▶ _Listed entries_
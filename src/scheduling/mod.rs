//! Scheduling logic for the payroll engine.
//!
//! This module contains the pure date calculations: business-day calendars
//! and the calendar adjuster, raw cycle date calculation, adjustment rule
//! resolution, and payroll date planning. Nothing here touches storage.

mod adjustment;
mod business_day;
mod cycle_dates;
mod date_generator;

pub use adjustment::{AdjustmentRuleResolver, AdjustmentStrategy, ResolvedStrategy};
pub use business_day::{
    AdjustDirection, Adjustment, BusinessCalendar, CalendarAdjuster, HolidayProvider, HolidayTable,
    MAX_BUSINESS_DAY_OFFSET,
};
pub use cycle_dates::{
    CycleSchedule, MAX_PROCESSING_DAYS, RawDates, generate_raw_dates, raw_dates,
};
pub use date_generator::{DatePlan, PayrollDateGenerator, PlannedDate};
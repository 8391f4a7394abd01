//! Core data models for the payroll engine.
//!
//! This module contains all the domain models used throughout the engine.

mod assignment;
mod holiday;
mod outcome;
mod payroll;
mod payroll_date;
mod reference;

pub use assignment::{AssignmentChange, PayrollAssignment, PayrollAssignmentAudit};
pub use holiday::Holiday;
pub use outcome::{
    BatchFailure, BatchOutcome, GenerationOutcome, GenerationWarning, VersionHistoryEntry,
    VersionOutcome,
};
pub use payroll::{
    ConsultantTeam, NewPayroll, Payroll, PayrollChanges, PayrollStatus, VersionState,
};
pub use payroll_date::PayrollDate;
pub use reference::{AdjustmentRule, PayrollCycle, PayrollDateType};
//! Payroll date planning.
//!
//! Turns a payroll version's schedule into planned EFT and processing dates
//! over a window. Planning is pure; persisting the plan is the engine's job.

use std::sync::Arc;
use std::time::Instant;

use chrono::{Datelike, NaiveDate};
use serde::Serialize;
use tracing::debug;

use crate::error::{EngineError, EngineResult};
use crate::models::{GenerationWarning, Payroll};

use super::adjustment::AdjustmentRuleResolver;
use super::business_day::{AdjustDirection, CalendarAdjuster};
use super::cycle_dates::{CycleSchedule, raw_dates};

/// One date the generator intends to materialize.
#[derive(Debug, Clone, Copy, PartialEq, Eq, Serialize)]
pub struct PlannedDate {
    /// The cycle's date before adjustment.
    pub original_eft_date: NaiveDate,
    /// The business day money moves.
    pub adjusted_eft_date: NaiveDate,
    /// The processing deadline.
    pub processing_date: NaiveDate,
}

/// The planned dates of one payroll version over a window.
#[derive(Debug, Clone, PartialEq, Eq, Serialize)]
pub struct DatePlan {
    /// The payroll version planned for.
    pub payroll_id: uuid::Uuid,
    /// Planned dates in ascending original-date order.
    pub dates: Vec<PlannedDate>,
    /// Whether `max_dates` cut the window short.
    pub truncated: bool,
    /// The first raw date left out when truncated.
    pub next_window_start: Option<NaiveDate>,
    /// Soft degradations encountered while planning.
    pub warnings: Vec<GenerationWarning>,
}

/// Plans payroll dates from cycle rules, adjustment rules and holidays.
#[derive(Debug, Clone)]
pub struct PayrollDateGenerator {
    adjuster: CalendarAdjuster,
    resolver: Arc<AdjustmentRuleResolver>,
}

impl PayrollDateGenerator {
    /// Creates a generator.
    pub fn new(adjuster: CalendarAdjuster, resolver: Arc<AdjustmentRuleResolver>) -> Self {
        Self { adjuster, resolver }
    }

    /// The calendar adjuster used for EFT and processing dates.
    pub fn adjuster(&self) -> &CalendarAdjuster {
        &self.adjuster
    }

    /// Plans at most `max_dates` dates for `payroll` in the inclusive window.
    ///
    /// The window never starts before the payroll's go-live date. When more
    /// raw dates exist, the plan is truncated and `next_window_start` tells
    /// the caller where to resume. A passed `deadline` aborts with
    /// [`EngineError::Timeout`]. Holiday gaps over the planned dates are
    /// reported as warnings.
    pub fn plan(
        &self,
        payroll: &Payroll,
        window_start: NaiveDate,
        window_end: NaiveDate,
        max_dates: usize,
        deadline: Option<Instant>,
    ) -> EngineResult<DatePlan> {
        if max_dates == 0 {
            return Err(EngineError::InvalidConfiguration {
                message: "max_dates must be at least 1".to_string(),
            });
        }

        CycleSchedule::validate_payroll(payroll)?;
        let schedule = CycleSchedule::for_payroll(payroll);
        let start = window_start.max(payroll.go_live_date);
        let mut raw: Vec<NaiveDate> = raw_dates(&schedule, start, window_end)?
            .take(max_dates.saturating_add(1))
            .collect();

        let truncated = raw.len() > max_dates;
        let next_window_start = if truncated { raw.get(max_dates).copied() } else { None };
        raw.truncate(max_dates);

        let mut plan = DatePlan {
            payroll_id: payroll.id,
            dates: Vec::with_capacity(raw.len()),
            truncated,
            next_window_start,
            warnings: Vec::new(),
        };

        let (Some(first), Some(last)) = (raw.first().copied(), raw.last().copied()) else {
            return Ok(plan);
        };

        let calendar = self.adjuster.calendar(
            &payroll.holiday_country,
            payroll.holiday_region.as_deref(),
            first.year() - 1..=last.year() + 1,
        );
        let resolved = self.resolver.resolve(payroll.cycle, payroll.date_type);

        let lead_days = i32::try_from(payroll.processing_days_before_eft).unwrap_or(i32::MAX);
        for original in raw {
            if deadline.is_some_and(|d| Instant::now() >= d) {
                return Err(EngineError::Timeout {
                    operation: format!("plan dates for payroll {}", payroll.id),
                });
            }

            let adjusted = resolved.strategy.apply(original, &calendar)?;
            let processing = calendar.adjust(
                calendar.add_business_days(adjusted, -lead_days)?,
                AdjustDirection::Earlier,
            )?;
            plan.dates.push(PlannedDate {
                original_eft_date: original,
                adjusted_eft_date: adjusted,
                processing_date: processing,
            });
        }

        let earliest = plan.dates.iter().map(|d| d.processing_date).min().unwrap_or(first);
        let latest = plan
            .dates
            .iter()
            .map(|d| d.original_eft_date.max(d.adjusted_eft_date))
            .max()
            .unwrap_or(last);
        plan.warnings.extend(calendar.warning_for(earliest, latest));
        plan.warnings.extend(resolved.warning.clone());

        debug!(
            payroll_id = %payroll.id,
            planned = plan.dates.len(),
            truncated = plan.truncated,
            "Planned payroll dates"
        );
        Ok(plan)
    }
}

▶ _Try it_
A word-for-word copy of the lines above from the one with "Creates a generator." through the one with "the caller where", inclusive, is the only output wanted.

▶ _Expected answer_
    /// Creates a generator.
    pub fn new(adjuster: CalendarAdjuster, resolver: Arc<AdjustmentRuleResolver>) -> Self {
        Self { adjuster, resolver }
    }

    /// The calendar adjuster used for EFT and processing dates.
    pub fn adjuster(&self) -> &CalendarAdjuster {
        &self.adjuster
    }

    /// Plans at most `max_dates` dates for `payroll` in the inclusive window.
    ///
    /// The window never starts before the payroll's go-live date. When more
    /// raw dates exist, the plan is truncated and `next_window_start` tells
    /// the caller where to resume. A passed `deadline` aborts with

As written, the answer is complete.